One of the defining characteristics of Real Life insanity is the sufferer believing their actions are rational and justified. How do we cause a (supposedly) fully rational player to experience the same disconnect? I feel that would be the hallmark of the perfect Sanity Meter.

Balmung Since: Oct, 2011
#12: Aug 29th 2013 at 10:55:17 PM

I dunno. Have you seen the actions players already see as rational and justified? If not, take a good look a Dwarf Fortress and Crusader Kings II.

KnownUnknown Since: Jan, 2001
#13: Aug 29th 2013 at 10:57:45 PM

Make crazy hallucinations happen around them, but don't draw attention to it. Make the player believe that they can just power through it, and let them be tricked by their own complacency and Wrong Genre Savvy. Throw lots of stereotypical effects at them like the wobbly screen and such, to distract them from the real, more subtle but more more important changes. Etc.

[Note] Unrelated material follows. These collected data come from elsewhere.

//! The NDR reader facade.
//!
//! Mirrors the writer's two-phase layout: flat fields decode immediately,
//! pointer payloads decode later when `read_deferred` drains the work list.
//! Because a pointer's payload arrives after the pointer itself, pointer
//! reads hand back a [`Shared`] placeholder that the deferred pass fills in.
//!
//! The read-side referent table resolves aliased full pointers: the first
//! sighting of a referent ID defines it (placeholder allocated, fill queued),
//! and every repeated sighting of the same ID resolves to a clone of the same
//! placeholder, so decoded aliases preserve object identity.

use crate::error::MAX_NDR_ALLOCATION;
use crate::{NdrContext, NdrDecode, NdrError, NdrUnion, Result};
use bytes::{Buf, Bytes};
use std::any::Any;
use std::collections::{HashMap, VecDeque};
use std::sync::{Arc, OnceLock};

/// A decoded pointer target, filled in when its deferred payload is read.
///
/// Clones share the underlying slot; aliased full pointers decode to clones
/// of one `Shared`, so `ptr_eq` observes the aliasing.
#[derive(Debug)]
pub struct Shared<T> {
    slot: Arc<OnceLock<T>>,
    referent: u32,
}

impl<T> Clone for Shared<T> {
    fn clone(&self) -> Self {
        Self {
            slot: Arc::clone(&self.slot),
            referent: self.referent,
        }
    }
}

impl<T> Shared<T> {
    fn empty(referent: u32) -> Self {
        Self {
            slot: Arc::new(OnceLock::new()),
            referent,
        }
    }

    /// The wire referent ID this value was transmitted under.
    pub fn referent(&self) -> u32 {
        self.referent
    }

    /// The decoded value. Fails with `DanglingReferent` if the deferred fill
    /// for this referent never ran.
    pub fn value(&self) -> Result<&T> {
        self.slot
            .get()
            .ok_or(NdrError::DanglingReferent(self.referent))
    }

    /// Whether two placeholders resolve to the same underlying value.
    pub fn ptr_eq(a: &Self, b: &Self) -> bool {
        Arc::ptr_eq(&a.slot, &b.slot)
    }

    fn fill(&self, value: T) {
        // A referent is filled at most once; the table never queues a second
        // fill for the same ID.
        let _ = self.slot.set(value);
    }
}

type DeferredRead = Box<dyn FnOnce(&mut NdrReader) -> Result<()>>;

/// NDR reader: buffer, position, deferral queue, and referent table for one
/// marshaled message.
pub struct NdrReader {
    buf: Bytes,
    ctx: NdrContext,
    position: usize,
    deferred: VecDeque<DeferredRead>,
    referents: HashMap<u32, Box<dyn Any>>,
    flushing: bool,
}

macro_rules! read_primitive {
    ($($name:ident => $ty:ty, $size:expr, $get:ident;)*) => {
        $(
            pub fn $name(&mut self) -> Result<$ty> {
                self.align($size)?;
                self.need($size)?;
                let value = self.ctx.$get(&mut self.buf);
                self.position += $size;
                Ok(value)
            }
        )*
    };
}

impl NdrReader {
    pub fn new(data: Bytes) -> Self {
        Self::with_context(data, NdrContext::new())
    }

    pub fn with_context(data: Bytes, ctx: NdrContext) -> Self {
        Self {
            buf: data,
            ctx,
            position: 0,
            deferred: VecDeque::new(),
            referents: HashMap::new(),
            flushing: false,
        }
    }

    pub fn context(&self) -> NdrContext {
        self.ctx
    }

    /// Current byte offset from the start of the stub data
    pub fn position(&self) -> usize {
        self.position
    }

    /// Bytes not yet consumed
    pub fn remaining(&self) -> usize {
        self.buf.remaining()
    }

    fn need(&self, n: usize) -> Result<()> {
        if self.buf.remaining() < n {
            return Err(NdrError::UnexpectedEof {
                needed: n,
                have: self.buf.remaining(),
            });
        }
        Ok(())
    }

    /// Skip padding so the position becomes a multiple of `alignment`.
    pub fn align(&mut self, alignment: usize) -> Result<()> {
        let padding = NdrContext::align_padding(self.position, alignment);
        self.need(padding)?;
        self.buf.advance(padding);
        self.position += padding;
        Ok(())
    }

    pub fn read_u8(&mut self) -> Result<u8> {
        self.need(1)?;
        self.position += 1;
        Ok(self.buf.get_u8())
    }

    pub fn read_i8(&mut self) -> Result<i8> {
        self.need(1)?;
        self.position += 1;
        Ok(self.buf.get_i8())
    }

    read_primitive! {
        read_u16 => u16, 2, get_u16;
        read_i16 => i16, 2, get_i16;
        read_u32 => u32, 4, get_u32;
        read_i32 => i32, 4, get_i32;
        read_u64 => u64, 8, get_u64;
        read_i64 => i64, 8, get_i64;
        read_f32 => f32, 4, get_f32;
        read_f64 => f64, 8, get_f64;
    }

    /// Consume `n` raw bytes with no alignment.
    pub fn read_bytes(&mut self, n: usize) -> Result<Vec<u8>> {
        self.need(n)?;
        let mut out = vec![0u8; n];
        self.buf.copy_to_slice(&mut out);
        self.position += n;
        Ok(out)
    }

    /// Decode a fixed-size value with its natural NDR alignment.
    pub fn read_data<T: NdrDecode>(&mut self) -> Result<T> {
        T::ndr_decode(self)
    }

    /// Decode a union: discriminant tag, then the arm it selects. An
    /// unrecognized tag is an `InvalidDiscriminant` error, never a guess.
    pub fn read_union<U: NdrUnion>(&mut self) -> Result<U> {
        let tag = <U::Discriminant as NdrDecode>::ndr_decode(self)?;
        U::decode_arm(self, tag)
    }

    /// Queue work onto the deferred list.
    pub fn defer(&mut self, f: impl FnOnce(&mut NdrReader) -> Result<()> + 'static) {
        self.deferred.push_back(Box::new(f));
    }

    /// Read a `[ref]` pointer: inline referent ID (must be nonzero), payload
    /// deferred.
    pub fn read_ref_pointer<T: NdrDecode + 'static>(&mut self) -> Result<Shared<T>> {
        let id = self.read_u32()?;
        if id == 0 {
            return Err(NdrError::NullReferencePointer);
        }
        Ok(self.defer_fill(id))
    }

    /// Read a `[unique]` pointer: `None` for a zero referent ID, otherwise a
    /// placeholder filled by the deferred pass. Unique pointers never alias,
    /// so no table entry is made.
    pub fn read_unique_pointer<T: NdrDecode + 'static>(&mut self) -> Result<Option<Shared<T>>> {
        let id = self.read_u32()?;
        if id == 0 {
            return Ok(None);
        }
        Ok(Some(self.defer_fill(id)))
    }

    /// Read a `[ptr]` (full) pointer with aliasing: the first sighting of an
    /// ID defines it, repeated sightings resolve to the same shared value. A
    /// repeated ID whose defined type differs is a dangling referent.
    pub fn read_full_pointer<T: NdrDecode + 'static>(&mut self) -> Result<Option<Shared<T>>> {
        let id = self.read_u32()?;
        if id == 0 {
            return Ok(None);
        }

        if let Some(entry) = self.referents.get(&id) {
            let shared = entry
                .downcast_ref::<Shared<T>>()
                .ok_or(NdrError::DanglingReferent(id))?;
            return Ok(Some(shared.clone()));
        }

        let shared = self.defer_fill::<T>(id);
        self.referents.insert(id, Box::new(shared.clone()));
        Ok(Some(shared))
    }

    fn defer_fill<T: NdrDecode + 'static>(&mut self, id: u32) -> Shared<T> {
        let shared = Shared::<T>::empty(id);
        let fill = shared.clone();
        self.defer(move |r| {
            fill.fill(T::ndr_decode(r)?);
            Ok(())
        });
        shared
    }

    /// Drain the deferred work list in FIFO order, filling every placeholder
    /// handed out by the pointer reads. Re-entrant calls from inside a
    /// callback are absorbed (single drain, order preserved).
    pub fn read_deferred(&mut self) -> Result<()> {
        if self.flushing {
            return Ok(());
        }
        self.flushing = true;
        while let Some(f) = self.deferred.pop_front() {
            if let Err(e) = f(self) {
                self.flushing = false;
                return Err(e);
            }
        }
        self.flushing = false;
        Ok(())
    }

    /// Drain any remaining deferrals; every placeholder is filled afterwards.
    pub fn finish(mut self) -> Result<()> {
        self.read_deferred()
    }

    /// Bound a count field before allocating for it: the elements must at
    /// least fit in the remaining buffer (at `min_elem_size` bytes each) and
    /// stay under the global allocation cap.
    pub(crate) fn check_allocation(&self, count: usize, min_elem_size: usize) -> Result<()> {
        let bytes = count.checked_mul(min_elem_size.max(1)).ok_or(
            NdrError::AllocationLimitExceeded {
                requested: count,
                limit: MAX_NDR_ALLOCATION,
            },
        )?;
        if bytes > MAX_NDR_ALLOCATION {
            return Err(NdrError::AllocationLimitExceeded {
                requested: bytes,
                limit: MAX_NDR_ALLOCATION,
            });
        }
        if bytes > self.buf.remaining() {
            return Err(NdrError::UnexpectedEof {
                needed: bytes,
                have: self.buf.remaining(),
            });
        }
        Ok(())
    }
}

"The difference between reality and fiction is that fiction has to make sense." - Tom Clancy, paraphrasing Mark Twain.
Recon5 Avvie-free for life! from Southeast Asia Since: Jan, 2001
Avvie-free for life!
#14: Aug 29th 2013 at 10:59:41 PM

Gaining entertainment from an action counts as a benefit in a rational analysis especially since the whole point of a game is to be entertaining. Bait the player into an action which would have lulzy results in a different game - but nope, since your SAN is critical it turns out to have positively nightmarish results.

Noaqiyeum Trans Siberian Anarchestra (it/they) from the gentle and welcoming dark (Time Abyss) Relationship Status: Arm chopping is not a love language!
Trans Siberian Anarchestra (it/they)
#15: Aug 30th 2013 at 2:20:08 PM

Kyler: Yep. Only without the 'following you around in order to kill you' part.

[up] Isn't there a MMORPG that simulates the boost of confidence obtained from drinking alcohol by making all the enemies appear to be a few levels lower while the effect lasts?

The Revolution Will Not Be Tropeable
FuzzyBoots from Outlying borough of Pittsburgh (there's a lot of Since: Jan, 2001 Relationship Status: And they all lived happily ever after <3
#16: Aug 30th 2013 at 4:25:57 PM

One of the BBS-based games, Usurper, modeled alcohol and drug use through a combination of making your character more likely to randomly attack people when drunk and occasional blackouts where you'd lose your actions for the guy and the computer would play for you, often getting you into trouble with the law.

Balmung Since: Oct, 2011
#17: Aug 30th 2013 at 4:42:53 PM

I like the idea of getting wasted altering your perception of enemies, perhaps with a side order of Your Mind Makes It Real (at least until you sober up) for any new abilities that the enemies might gain (such as if you hallucinate a zombie breathing fire while on a bad trip, well here's hoping your character isn't weak to fire damage).

edited 30th Aug '13 4:45:50 PM by Balmung

Schitzo HIGH IMPACT SEXUAL VIOLENCE from Akumajou Dracula Since: May, 2009 Relationship Status: LA Woman, you're my woman
HIGH IMPACT SEXUAL VIOLENCE
#18: Aug 30th 2013 at 7:29:24 PM

Didn't Ill Bleed also have something akin to a sanity meter?

ALL CREATURE WILL DIE AND ALL THE THINGS WILL BE BROKEN. THAT'S THE LAW OF SAMURAI.